Task instructions – Return exactly the lines that run from the one containing "pub mod handlers;" to the end of the entries, with both ends included.

Stored data –
++++
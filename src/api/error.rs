//! Unified API error handling with structured responses.

use axum::{
    Json,
    http::StatusCode,
    response::{IntoResponse, Response},
};
use serde::Serialize;
use thiserror::Error;
use tracing::error;

/// API error type with structured responses.
#[derive(Debug, Error)]
pub enum ApiError {
    #[error("{0}")]
    NotFound(String),

    #[error("{0}")]
    BadRequest(String),

    #[error("{0}")]
    Internal(String),
}

impl ApiError {
    pub fn not_found(msg: impl Into<String>) -> Self {
        Self::NotFound(msg.into())
    }

    pub fn bad_request(msg: impl Into<String>) -> Self {
        Self::BadRequest(msg.into())
    }

    pub fn internal(msg: impl Into<String>) -> Self {
        Self::Internal(msg.into())
    }

    fn status_code(&self) -> StatusCode {
        match self {
            Self::NotFound(_) => StatusCode::NOT_FOUND,
            Self::BadRequest(_) => StatusCode::BAD_REQUEST,
            Self::Internal(_) => StatusCode::INTERNAL_SERVER_ERROR,
        }
    }

    fn error_code(&self) -> &'static str {
        match self {
            Self::NotFound(_) => "NOT_FOUND",
            Self::BadRequest(_) => "BAD_REQUEST",
            Self::Internal(_) => "INTERNAL_ERROR",
        }
    }
}

/// Structured error response.
#[derive(Debug, Serialize)]
pub struct ErrorResponse {
    pub error: String,
    pub code: &'static str,
}

impl IntoResponse for ApiError {
    fn into_response(self) -> Response {
        let status = self.status_code();
        let code = self.error_code();
        let message = self.to_string();

        match &self {
            ApiError::Internal(msg) => {
                error!(error_code = code, message = %msg, "API error");
            }
            _ => {
                tracing::debug!(error_code = code, message = %message, "Client error");
            }
        }

        let body = ErrorResponse {
            error: message,
            code,
        };

        (status, Json(body)).into_response()
    }
}

/// Unanticipated plumbing failures surface as 500s with the cause logged
/// server-side only.
impl From<anyhow::Error> for ApiError {
    fn from(err: anyhow::Error) -> Self {
        Self::Internal(err.to_string())
    }
}

/// Result type for API handlers.
pub type ApiResult<T> = Result<T, ApiError>;
//! Pulseboard library: the JSON/SSE bridge between an agent's message store
//! and a local browser dashboard.

pub mod api;
pub mod feed;
pub mod outbox;
pub mod server;
pub mod store;
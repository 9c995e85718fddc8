//! HTTP API module.
//!
//! Provides the dashboard's JSON endpoints and the SSE bridge streams.

mod error;
pub mod handlers;
mod routes;
mod state;

pub use error::{ApiError, ApiResult, ErrorResponse};
pub use routes::create_router;
pub use state::AppState;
++++
Solution –
pub mod handlers;
mod routes;
mod state;

pub use error::{ApiError, ApiResult, ErrorResponse};
pub use routes::create_router;
pub use state::AppState;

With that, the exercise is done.